La resolución no supone dejar de lado el proyecto metro, sino que significa una reorganización en la entrega de los fondos. El gobierno nacional sigue comprometido a colaborar económicamente en el proyecto ferroviario más importante de la urbe, aunque ahora se realizará de manera más gradual. Al mismo tiempo, se decidió acelerar la renovación de los vehículos de TransMilenio, con la compra de nuevos autobuses eléctricos que ayuden a disminuir las emisiones contaminantes y a mejorar la calidad del aire en la ciudad principal.

Las variaciones en las prioridades de financiamiento están vinculadas, en cierta medida, a las directrices del vigente Plan Nacional de Desarrollo, el cual incluye un enfoque hacia sistemas de transporte urbano más sostenibles. Los objetivos ecológicos, combinados con la necesidad de atender el aumento de usuarios en rutas principales, impulsaron la reasignación de fondos.

Para la Alcaldía de Bogotá, la incorporación de buses eléctricos no solo es un paso estratégico hacia la sostenibilidad, sino una respuesta inmediata a los problemas de movilidad urbana que no pueden esperar la finalización del metro. Las nuevas unidades, que empezarán a llegar durante el segundo semestre de 2025, operarán principalmente en las troncales de mayor afluencia y reemplazarán buses articulados que han superado su vida útil.

Por otro lado, el Gobierno explicó el aplazamiento del financiamiento para el metro debido a restricciones fiscales y la importancia de asignar los recursos del Estado de manera más eficaz. No obstante, reafirmó su respaldo fundamental al proyecto del metro, al considerarlo una iniciativa de relevancia nacional. En el pacto se estableció que, si las condiciones fiscales lo permiten, se reanudarán las contribuciones en el presupuesto de 2026.

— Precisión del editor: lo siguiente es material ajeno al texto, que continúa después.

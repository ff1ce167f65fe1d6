//! Middleware for the launchpad API
//!
//! Request tracing, security headers, and bearer-token authentication.

pub mod auth;
mod security;
mod tracing;

pub use auth::AuthenticatedUser;
pub use security::security_headers;
pub use tracing::request_tracing;
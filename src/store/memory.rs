//! In-memory store backends
//!
//! Used by the test suite and by `launchpad-server` when no `DATABASE_URL`
//! is configured. Same contract as the PostgreSQL backends, including the
//! most-recent-only lookup and tolerant consume.

use std::sync::Mutex;

use async_trait::async_trait;
use chrono::{Duration, Utc};
use uuid::Uuid;

use super::{ChallengeStore, StoreError, UserDirectory};
use crate::models::{Challenge, User};

/// Challenge store over a mutex-guarded vec, insertion order = creation order.
pub struct MemoryChallengeStore {
    ttl: Duration,
    records: Mutex<Vec<Challenge>>,
}

impl MemoryChallengeStore {
    pub fn new(ttl_seconds: i64) -> Self {
        Self {
            ttl: Duration::seconds(ttl_seconds),
            records: Mutex::new(Vec::new()),
        }
    }

    /// Number of records currently held, expired ones included.
    pub fn len(&self) -> usize {
        self.records.lock().unwrap().len()
    }

    pub fn is_empty(&self) -> bool {
        self.len() == 0
    }
}

#[async_trait]
impl ChallengeStore for MemoryChallengeStore {
    async fn issue(&self, wallet_address: &str) -> Result<Challenge, StoreError> {
        let challenge = Challenge::new(wallet_address, self.ttl);
        self.records.lock().unwrap().push(challenge.clone());
        Ok(challenge)
    }

    async fn most_recent_for(
        &self,
        wallet_address: &str,
    ) -> Result<Option<Challenge>, StoreError> {
        let records = self.records.lock().unwrap();
        Ok(records
            .iter()
            .rev()
            .find(|c| c.wallet_address == wallet_address && !c.is_expired())
            .cloned())
    }

    async fn consume(&self, id: Uuid) -> Result<(), StoreError> {
        self.records.lock().unwrap().retain(|c| c.id != id);
        Ok(())
    }

    async fn purge_expired(&self) -> Result<u64, StoreError> {
        let mut records = self.records.lock().unwrap();
        let before = records.len();
        let now = Utc::now();
        records.retain(|c| c.expires_at > now);
        Ok((before - records.len()) as u64)
    }
}

/// User directory over a mutex-guarded vec.
#[derive(Default)]
pub struct MemoryUserDirectory {
    users: Mutex<Vec<User>>,
}

impl MemoryUserDirectory {
    pub fn new() -> Self {
        Self::default()
    }

    pub fn len(&self) -> usize {
        self.users.lock().unwrap().len()
    }

    pub fn is_empty(&self) -> bool {
        self.len() == 0
    }

    /// Remove a user by address. Test hook for the deleted-user token path.
    pub fn remove(&self, wallet_address: &str) {
        self.users
            .lock()
            .unwrap()
            .retain(|u| u.wallet_address != wallet_address);
    }
}

#[async_trait]
impl UserDirectory for MemoryUserDirectory {
    async fn find_by_address(&self, wallet_address: &str) -> Result<Option<User>, StoreError> {
        let users = self.users.lock().unwrap();
        Ok(users
            .iter()
            .find(|u| u.wallet_address == wallet_address)
            .cloned())
    }

    async fn find_or_create(&self, wallet_address: &str) -> Result<User, StoreError> {
        let mut users = self.users.lock().unwrap();
        if let Some(user) = users.iter().find(|u| u.wallet_address == wallet_address) {
            return Ok(user.clone());
        }

        let user = User::new(wallet_address);
        users.push(user.clone());
        Ok(user)
    }
}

El metro de Bogotá, cuya primera línea fue adjudicada en 2019, continúa en fase de construcción. Las obras civiles avanzan principalmente en el patio-taller de Bosa y otros frentes en el sur de la ciudad. No obstante, los cronogramas han sido objeto de ajustes y los aplazamientos en la entrega de recursos podrían influir en futuros hitos contractuales.

En medio de la discusión política y técnica sobre el futuro del sistema integrado de transporte de la ciudad, este giro en la asignación presupuestal ha despertado reacciones divididas. Mientras algunos sectores destacan el enfoque ambiental y la respuesta inmediata que representan los buses eléctricos, otros advierten que cualquier dilación en el avance del metro puede significar sobrecostos a largo plazo y una demora en la transformación estructural del transporte bogotano.

El horizonte permanece disponible para tomar nuevas decisiones en el Congreso, donde se discutirá el presupuesto nacional en los meses venideros. Según los cambios que se hagan, el destino del metro y la extensión del plan de electrificación del transporte podrían reconsiderarse de nuevo. Por el momento, el pacto entre el Gobierno y la Alcaldía significa un reajuste de prioridades dentro de un escenario fiscal complicado, pero con el objetivo compartido de mejorar la movilidad urbana.